Exercise aim —
Please give again, word for word, the lines that lie between the start of the listing below and the line with "## Failure Policy", both included.

Data shown —

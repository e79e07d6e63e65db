//! # Handshake Filter
//!
//! Recovers the real identity of a proxied player from the handshake hostname
//! and rewrites the hostname so the backend sees the player's real address
//! and unique id.
//!
//! ## Flow
//! 1. [`separate`] the hostname into payload and remainder
//! 2. decrypt the payload with the shared [`PayloadCipher`]
//! 3. decode it into an [`IdentityRecord`]
//! 4. resolve the unique id (linked Java account, else derived from the xuid)
//! 5. splice ip and id into remainder fields 1 and 2, appending `[]` when the
//!    remainder has exactly three fields
//!
//! ## Failure Policy
//! Every failure degrades to [`FilterOutcome::PassThrough`]: the connection
//! proceeds with the hostname it arrived with. Nothing here returns an error
//! or panics on untrusted input.
//!
//! The filter is stateless per call; the cipher and metrics are shared
//! read-only (atomics for metrics) and can be used from any number of
//! connection handlers at once.

use crate::core::bedrock_data::{DecodedPayload, IdentityRecord};
use crate::error::Result;
use crate::protocol::handshake::Handshake;
use crate::protocol::hostname::{separate, HOSTNAME_SEPARATOR};
use crate::utils::crypto::{AesCipher, PayloadCipher};
use crate::utils::identity::{derive_unique_id_str, to_hostname_form};
use crate::utils::metrics::Metrics;
use std::sync::Arc;
use tracing::{debug, instrument, warn};
use uuid::Uuid;

/// Remainder fields required before ip and id can be substituted
pub const MIN_REWRITE_FIELDS: usize = 3;

/// Placeholder appended when the remainder carries no extra properties
pub const EMPTY_PROPERTIES: &str = "[]";

/// Why a hostname was left untouched
#[derive(Debug, Clone, Copy, PartialEq, Eq)]
pub enum PassThroughReason {
    /// No field carried a payload header
    NoPayload,
    /// The payload did not decrypt under the shared key
    DecryptFailed,
    /// The decrypted payload had the wrong number of fields
    InvalidPayload { observed_fields: usize },
    /// A numeric, linked-player, or xuid field was corrupt
    DecodeFailed,
}

/// Identity recovered from an embedded payload
#[derive(Debug, Clone, PartialEq, Eq)]
pub struct ResolvedIdentity {
    pub username: String,
    pub xuid: String,
    pub ip: String,
    pub unique_id: Uuid,
    pub linked: bool,
}

impl ResolvedIdentity {
    /// Pick the unique id for a record.
    ///
    /// A linked Java account wins; otherwise the id is derived from the xuid.
    ///
    /// # Errors
    /// Returns [`BridgeError::NumericField`](crate::error::BridgeError::NumericField)
    /// when an unlinked record has a non-numeric xuid.
    pub fn resolve(record: &IdentityRecord) -> Result<Self> {
        let (unique_id, linked) = match record.linked_player() {
            Some(player) => (player.java_unique_id(), true),
            None => (derive_unique_id_str(record.xuid())?, false),
        };

        Ok(Self {
            username: record.username().to_string(),
            xuid: record.xuid().to_string(),
            ip: record.ip().to_string(),
            unique_id,
            linked,
        })
    }
}

/// What the filter decided for one hostname
#[derive(Debug, Clone, PartialEq, Eq)]
pub enum FilterOutcome {
    /// Keep the original hostname
    PassThrough(PassThroughReason),
    /// Payload removed, but the remainder was too short to substitute into
    Stripped {
        hostname: String,
        identity: ResolvedIdentity,
    },
    /// Payload removed and ip/id substituted
    Rewritten {
        hostname: String,
        identity: ResolvedIdentity,
    },
}

impl FilterOutcome {
    pub fn is_pass_through(&self) -> bool {
        matches!(self, FilterOutcome::PassThrough(_))
    }

    pub fn identity(&self) -> Option<&ResolvedIdentity> {
        match self {
            FilterOutcome::PassThrough(_) => None,
            FilterOutcome::Stripped { identity, .. } | FilterOutcome::Rewritten { identity, .. } => {
                Some(identity)
            }
        }
    }

    /// The hostname to hand back to the host, given the one that came in
    pub fn into_hostname(self, original: &str) -> String {
        match self {
            FilterOutcome::PassThrough(_) => original.to_string(),
            FilterOutcome::Stripped { hostname, .. } | FilterOutcome::Rewritten { hostname, .. } => {
                hostname
            }
        }
    }
}

/// Substitute ip and id into a payload-free hostname.
///
/// Field 1 becomes `ip`, field 2 becomes the hyphenless id. A three-field
/// result gets an extra `[]` field. Returns `None` when there are fewer than
/// [`MIN_REWRITE_FIELDS`] fields.
pub fn rewrite_remainder(remainder: &str, ip: &str, unique_id: &Uuid) -> Option<String> {
    let id = to_hostname_form(unique_id);
    let mut fields: Vec<&str> = remainder.split(HOSTNAME_SEPARATOR).collect();
    if fields.len() < MIN_REWRITE_FIELDS {
        return None;
    }

    fields[1] = ip;
    fields[2] = &id;
    if fields.len() == MIN_REWRITE_FIELDS {
        fields.push(EMPTY_PROPERTIES);
    }

    let mut out = String::with_capacity(remainder.len() + ip.len() + id.len());
    for (i, field) in fields.iter().enumerate() {
        if i > 0 {
            out.push(HOSTNAME_SEPARATOR);
        }
        out.push_str(field);
    }
    Some(out)
}

/// Rewrites handshake hostnames carrying an embedded identity payload
pub struct HandshakeFilter<C = AesCipher> {
    cipher: Arc<C>,
    metrics: Arc<Metrics>,
}

impl<C> Clone for HandshakeFilter<C> {
    fn clone(&self) -> Self {
        Self {
            cipher: Arc::clone(&self.cipher),
            metrics: Arc::clone(&self.metrics),
        }
    }
}

impl<C: PayloadCipher> HandshakeFilter<C> {
    pub fn new(cipher: C) -> Self {
        Self::from_shared(Arc::new(cipher), Arc::new(Metrics::new()))
    }

    /// Build a filter around an already shared cipher and metrics sink
    pub fn from_shared(cipher: Arc<C>, metrics: Arc<Metrics>) -> Self {
        Self { cipher, metrics }
    }

    pub fn cipher(&self) -> &C {
        &self.cipher
    }

    pub fn metrics(&self) -> &Arc<Metrics> {
        &self.metrics
    }

    /// Inspect and rewrite one handshake hostname
    #[instrument(level = "debug", skip_all, fields(len = hostname.len()))]
    pub fn rewrite_hostname(&self, hostname: &str) -> FilterOutcome {
        self.metrics.handshake_seen();

        let outcome = self.evaluate(hostname);
        if outcome.is_pass_through() {
            self.metrics.passed_through();
        } else {
            self.metrics.rewritten();
        }
        outcome
    }

    /// The hostname the handshake should continue with
    pub fn resolve_hostname(&self, hostname: &str) -> String {
        self.rewrite_hostname(hostname).into_hostname(hostname)
    }

    /// Replacement handshake, or `None` when the original should be kept
    pub fn filter_handshake(&self, handshake: &Handshake) -> Option<Handshake> {
        match self.rewrite_hostname(&handshake.server_address) {
            FilterOutcome::PassThrough(_) => None,
            FilterOutcome::Stripped { hostname, .. } | FilterOutcome::Rewritten { hostname, .. } => {
                Some(handshake.with_server_address(hostname))
            }
        }
    }

    fn evaluate(&self, hostname: &str) -> FilterOutcome {
        let separation = separate(hostname);
        let Some(payload) = separation.payload() else {
            return FilterOutcome::PassThrough(PassThroughReason::NoPayload);
        };
        self.metrics.payload_detected();

        let decrypted = match self.cipher.decrypt_to_string(payload.as_bytes()) {
            Ok(text) => text,
            Err(e) => {
                warn!(
                    error = %e,
                    header_version = separation.header_version_raw(),
                    "Failed to decrypt embedded payload, passing handshake through"
                );
                self.metrics.decrypt_failed();
                return FilterOutcome::PassThrough(PassThroughReason::DecryptFailed);
            }
        };

        let record = match DecodedPayload::decode(&decrypted) {
            Ok(DecodedPayload::Valid(record)) => record,
            Ok(DecodedPayload::Invalid { observed_fields }) => {
                debug!(
                    observed_fields,
                    expected = IdentityRecord::EXPECTED_FIELDS,
                    "Embedded payload has wrong field count"
                );
                self.metrics.invalid_payload();
                return FilterOutcome::PassThrough(PassThroughReason::InvalidPayload {
                    observed_fields,
                });
            }
            Err(e) => {
                warn!(error = %e, "Failed to decode embedded payload");
                self.metrics.decode_failed();
                return FilterOutcome::PassThrough(PassThroughReason::DecodeFailed);
            }
        };

        let identity = match ResolvedIdentity::resolve(&record) {
            Ok(identity) => identity,
            Err(e) => {
                warn!(error = %e, "Failed to resolve unique id");
                self.metrics.decode_failed();
                return FilterOutcome::PassThrough(PassThroughReason::DecodeFailed);
            }
        };

        let remainder = separation.into_remainder();
        match rewrite_remainder(&remainder, &identity.ip, &identity.unique_id) {
            Some(hostname) => {
                debug!(
                    username = %identity.username,
                    unique_id = %identity.unique_id,
                    linked = identity.linked,
                    "Rewrote handshake hostname"
                );
                FilterOutcome::Rewritten { hostname, identity }
            }
            None => {
                debug!(
                    username = %identity.username,
                    "Hostname remainder too short to substitute, stripping payload only"
                );
                self.metrics.short_remainder();
                FilterOutcome::Stripped {
                    hostname: remainder,
                    identity,
                }
            }
        }
    }
}
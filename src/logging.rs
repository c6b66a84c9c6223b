use std::sync::OnceLock;

use chrono::Local;
use log::{Level, Metadata, Record, SetLoggerError};
use serde::Serialize;
use tokio::sync::broadcast;

const LOG_CHANNEL_CAPACITY: usize = 256;

static LOGGER: OnceLock<StreamLogger> = OnceLock::new();

#[derive(Debug, Serialize, Clone)]
pub struct LogMessage {
    pub level: String,
    pub message: String,
    pub timestamp: String,
}

/// Writes to stderr and fans every record out to log subscribers.
pub struct StreamLogger {
    sender: broadcast::Sender<LogMessage>,
    level: Level,
}

impl StreamLogger {
    pub fn new(level: Level) -> Self {
        let (sender, _) = broadcast::channel(LOG_CHANNEL_CAPACITY);
        Self { sender, level }
    }

    /// Installs the logger globally.
    pub fn init(level: Level) -> Result<(), SetLoggerError> {
        let logger = LOGGER.get_or_init(|| StreamLogger::new(level));
        log::set_logger(logger).map(|()| log::set_max_level(level.to_level_filter()))
    }

    /// Live log records, if the logger is installed. Lagging receivers lose the oldest.
    pub fn subscribe() -> Option<broadcast::Receiver<LogMessage>> {
        LOGGER.get().map(|logger| logger.sender.subscribe())
    }

    fn emit_log(&self, record: &Record) {
        let log_message = LogMessage {
            level: record.level().to_string(),
            message: record.args().to_string(),
            timestamp: Local::now().to_rfc3339(),
        };
        // No subscribers is fine.
        let _ = self.sender.send(log_message);
    }
}

impl log::Log for StreamLogger {
    fn enabled(&self, metadata: &Metadata) -> bool {
        metadata.level() <= self.level
    }

    fn log(&self, record: &Record) {
        if self.enabled(record.metadata()) {
            eprintln!("[{}] {}", record.level(), record.args());
            self.emit_log(record);
        }
    }

    fn flush(&self) {}
}

/// Installs [`StreamLogger`]. If another logger is already installed it stays.
pub fn init(level: Level) {
    if let Err(e) = StreamLogger::init(level) {
        eprintln!("Failed to install logger: {}", e);
    }
}
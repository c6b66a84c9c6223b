//! Bluetooth functionality for the sensor band
//! This module handles all bluetooth operations including scanning,
//! connecting, and receiving data from the band.

pub mod backend;
pub mod bluest_backend;
pub mod connection;
pub mod constants;
pub mod error;
mod manager;
pub mod notification;
pub mod scanner;
pub mod types;

// Re-export types that should be publicly accessible
pub use backend::{AdvertisementStream, GattBackend, NotificationStream};
pub use bluest_backend::BluestBackend;
pub use connection::{ConnectionStateMachine, GattEvent, GattRequest, GattTarget};
pub use constants::*; // Re-export all constants
pub use error::{
    AnalysisError, BleError, DecodeError, GattFailure, GattResource, ScanError, SessionError,
};
pub use manager::BluetoothManager;
pub use notification::{NotificationHandler, PipelineStats};
pub use scanner::{BluetoothScanner, ScanState};
pub use types::{
    Advertisement, ChannelTag, CharacteristicInfo, ConnectionState, DecodedSample, GattProfile,
    PeripheralRef, RawFrame, ScanFilter, ServiceInfo, SessionId,
};
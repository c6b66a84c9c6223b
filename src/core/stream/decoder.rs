//! Packet decoding
//! Converts routed frames into typed samples.

use crate::core::bluetooth::error::DecodeError;
use crate::core::bluetooth::types::{DecodedSample, RawFrame};

/// Width of one ADC sample on the wire
pub const ADC_SAMPLE_SIZE: usize = 2;

/// Decodes a routed frame according to its channel.
pub fn decode(frame: &RawFrame) -> Result<DecodedSample, DecodeError> {
    if frame.channel.is_binary() {
        decode_adc(&frame.bytes).map(DecodedSample::Adc)
    } else {
        decode_record(&frame.bytes).map(DecodedSample::Record)
    }
}

/// Little-endian u16 reinterpreted as two's-complement i16.
///
/// Frames shorter than two bytes are rejected; there is no buffering of
/// partial frames across notifications. Bytes past the first two are ignored.
pub fn decode_adc(bytes: &[u8]) -> Result<i16, DecodeError> {
    match bytes {
        [lo, hi, ..] => Ok(i16::from_le_bytes([*lo, *hi])),
        _ => Err(DecodeError::TooShort(bytes.len())),
    }
}

/// One text record with trailing whitespace and NUL padding removed.
///
/// A bare prefix such as `EMG,` yields an empty record, which is still delivered.
pub fn decode_record(bytes: &[u8]) -> Result<String, DecodeError> {
    let text = std::str::from_utf8(bytes).map_err(|_| DecodeError::InvalidUtf8)?;
    let record = text.trim_end_matches(|c: char| c.is_whitespace() || c == '\0');
    Ok(record.to_string())
}
//! Platform BLE seam.
//!
//! Every platform call the session needs goes through [`GattBackend`]. The
//! driver only ever sees this one vocabulary, whatever shape the platform API
//! has underneath.

use futures_util::stream::BoxStream;
use uuid::Uuid;

use crate::core::bluetooth::error::GattFailure;
use crate::core::bluetooth::types::{Advertisement, GattProfile, ScanFilter};

/// Live advertisements; dropping the stream ends the scan
pub type AdvertisementStream = BoxStream<'static, Advertisement>;

/// Notification values of one characteristic, in the order the peripheral sent them
pub type NotificationStream = BoxStream<'static, Result<Vec<u8>, GattFailure>>;

#[async_trait::async_trait]
pub trait GattBackend: Send + Sync + 'static {
    /// Starts discovery. The filter may be applied by the platform or not at all.
    async fn scan(&self, filter: &ScanFilter) -> Result<AdvertisementStream, GattFailure>;

    /// Opens a low-energy link to a previously observed address.
    async fn connect(&self, address: &str) -> Result<(), GattFailure>;

    /// Reads the full attribute table of a connected peripheral.
    async fn discover_services(&self, address: &str) -> Result<GattProfile, GattFailure>;

    /// Writes the CCCD of `characteristic` and returns its notification stream.
    async fn subscribe(
        &self,
        address: &str,
        service: Uuid,
        characteristic: Uuid,
    ) -> Result<NotificationStream, GattFailure>;

    /// Resolves when the link drops; `Some` carries a failure status.
    async fn wait_for_link_down(&self, address: &str) -> Option<GattFailure>;

    /// Releases the link to `address`. Succeeds if there is no link.
    async fn disconnect(&self, address: &str) -> Result<(), GattFailure>;
}
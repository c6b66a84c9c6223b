//! Defines shared data structures for the Bluetooth module.

use std::fmt;

use chrono::{DateTime, Utc};
use serde::{Deserialize, Serialize};
use uuid::Uuid;

use crate::core::bluetooth::error::SessionError;

/// Represents a discovered peripheral in the ranked scan list
#[derive(Debug, Clone, PartialEq, Eq, Serialize)]
pub struct PeripheralRef {
    /// The advertised name of the device, or "Unknown"
    pub name: String,
    /// The address of the device (MAC address on most platforms, platform id on macOS)
    pub address: String,
    /// The signal strength (RSSI) of the most recent observation
    pub signal_strength: i16,
    /// The OS already holds a link to this device
    pub connected: bool,
}

impl PeripheralRef {
    pub fn new(name: String, address: String, signal_strength: i16) -> Self {
        Self {
            name,
            address,
            signal_strength,
            connected: false,
        }
    }
}

/// One advertisement observed by a backend scan
#[derive(Debug, Clone, PartialEq, Eq)]
pub struct Advertisement {
    pub name: Option<String>,
    pub address: String,
    pub rssi: Option<i16>,
    /// Service UUIDs carried in the advertisement
    pub services: Vec<Uuid>,
    /// Reported from the OS connected-device list rather than advertised
    pub connected: bool,
}

/// Which peripherals a scan reports
#[derive(Debug, Clone, Default, PartialEq, Eq, Serialize, Deserialize)]
pub struct ScanFilter {
    /// Exact advertised name to match
    pub name: Option<String>,
    /// Match if any of these services is advertised
    pub services: Vec<Uuid>,
}

impl ScanFilter {
    pub fn by_name(name: impl Into<String>) -> Self {
        Self {
            name: Some(name.into()),
            services: Vec::new(),
        }
    }

    pub fn matches(&self, advertisement: &Advertisement) -> bool {
        if let Some(expected) = &self.name {
            if advertisement.name.as_deref() != Some(expected.as_str()) {
                return false;
            }
        }
        self.services.is_empty()
            || advertisement
                .services
                .iter()
                .any(|uuid| self.services.contains(uuid))
    }
}

/// Sensor channel a frame belongs to
#[derive(Debug, Clone, Copy, PartialEq, Eq, Hash, PartialOrd, Ord, Serialize, Deserialize)]
#[serde(rename_all = "SCREAMING_SNAKE_CASE")]
pub enum ChannelTag {
    Emg,
    Ppg,
    Sweat,
    Test,
    RawAdc,
}

impl ChannelTag {
    /// Channels whose frames carry a text prefix on the shared characteristic
    pub const PREFIXED: [ChannelTag; 4] = [
        ChannelTag::Emg,
        ChannelTag::Ppg,
        ChannelTag::Sweat,
        ChannelTag::Test,
    ];

    /// The prefix token including its separator, e.g. `"EMG,"`
    pub fn prefix(&self) -> Option<&'static str> {
        match self {
            ChannelTag::Emg => Some("EMG,"),
            ChannelTag::Ppg => Some("PPG,"),
            ChannelTag::Sweat => Some("SWEAT,"),
            ChannelTag::Test => Some("TEST,"),
            ChannelTag::RawAdc => None,
        }
    }

    /// True for channels decoded as fixed-width binary
    pub fn is_binary(&self) -> bool {
        matches!(self, ChannelTag::RawAdc)
    }

    pub fn as_str(&self) -> &'static str {
        match self {
            ChannelTag::Emg => "emg",
            ChannelTag::Ppg => "ppg",
            ChannelTag::Sweat => "sweat",
            ChannelTag::Test => "test",
            ChannelTag::RawAdc => "raw_adc",
        }
    }
}

impl fmt::Display for ChannelTag {
    fn fmt(&self, f: &mut fmt::Formatter<'_>) -> fmt::Result {
        f.write_str(self.as_str())
    }
}

/// A routed notification payload, consumed immediately by the decoder
#[derive(Debug, Clone, PartialEq, Eq)]
pub struct RawFrame {
    pub channel: ChannelTag,
    pub bytes: Vec<u8>,
    pub received_at: DateTime<Utc>,
}

/// A decoded value
#[derive(Debug, Clone, PartialEq, Eq, Serialize)]
pub enum DecodedSample {
    /// Signed 16-bit ADC reading
    Adc(i16),
    /// One delimited text record, parsed later by the analyzer
    Record(String),
}

impl fmt::Display for DecodedSample {
    fn fmt(&self, f: &mut fmt::Formatter<'_>) -> fmt::Result {
        match self {
            DecodedSample::Adc(value) => write!(f, "{}", value),
            DecodedSample::Record(record) => f.write_str(record),
        }
    }
}

/// Identity of one connection attempt. Events carrying another id are stale.
#[derive(Debug, Clone, Copy, PartialEq, Eq, Hash, PartialOrd, Ord)]
pub struct SessionId(pub u64);

impl fmt::Display for SessionId {
    fn fmt(&self, f: &mut fmt::Formatter<'_>) -> fmt::Result {
        write!(f, "#{}", self.0)
    }
}

/// Observable connection state
#[derive(Debug, Clone, PartialEq, Eq, Default)]
pub enum ConnectionState {
    #[default]
    Idle,
    Scanning,
    Connecting(String),
    Connected(String),
    Disconnected(String),
    Error(SessionError),
}

impl ConnectionState {
    pub fn address(&self) -> Option<&str> {
        match self {
            ConnectionState::Connecting(address)
            | ConnectionState::Connected(address)
            | ConnectionState::Disconnected(address) => Some(address),
            _ => None,
        }
    }
}

impl fmt::Display for ConnectionState {
    fn fmt(&self, f: &mut fmt::Formatter<'_>) -> fmt::Result {
        match self {
            ConnectionState::Idle => f.write_str("idle"),
            ConnectionState::Scanning => f.write_str("scanning"),
            ConnectionState::Connecting(address) => write!(f, "connecting to {}", address),
            ConnectionState::Connected(address) => write!(f, "connected to {}", address),
            ConnectionState::Disconnected(address) => write!(f, "disconnected from {}", address),
            ConnectionState::Error(error) => write!(f, "error: {}", error),
        }
    }
}

/// A characteristic as reported by service discovery
#[derive(Debug, Clone, PartialEq, Eq)]
pub struct CharacteristicInfo {
    pub uuid: Uuid,
    pub descriptors: Vec<Uuid>,
}

/// A service as reported by service discovery
#[derive(Debug, Clone, PartialEq, Eq)]
pub struct ServiceInfo {
    pub uuid: Uuid,
    pub characteristics: Vec<CharacteristicInfo>,
}

/// The attribute table of a connected peripheral
#[derive(Debug, Clone, Default, PartialEq, Eq)]
pub struct GattProfile {
    pub services: Vec<ServiceInfo>,
}

impl GattProfile {
    pub fn service(&self, uuid: Uuid) -> Option<&ServiceInfo> {
        self.services.iter().find(|s| s.uuid == uuid)
    }
}

impl ServiceInfo {
    pub fn characteristic(&self, uuid: Uuid) -> Option<&CharacteristicInfo> {
        self.characteristics.iter().find(|c| c.uuid == uuid)
    }
}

Answer —
repository e79e07d6e63e65db
//! # Handshake Filter
//!
//! Recovers the real identity of a proxied player from the handshake hostname
//! and rewrites the hostname so the backend sees the player's real address
//! and unique id.
//!
//! ## Flow
//! 1. [`separate`] the hostname into payload and remainder
//! 2. decrypt the payload with the shared [`PayloadCipher`]
//! 3. decode it into an [`IdentityRecord`]
//! 4. resolve the unique id (linked Java account, else derived from the xuid)
//! 5. splice ip and id into remainder fields 1 and 2, appending `[]` when the
//!    remainder has exactly three fields
//!
//! ## Failure Policy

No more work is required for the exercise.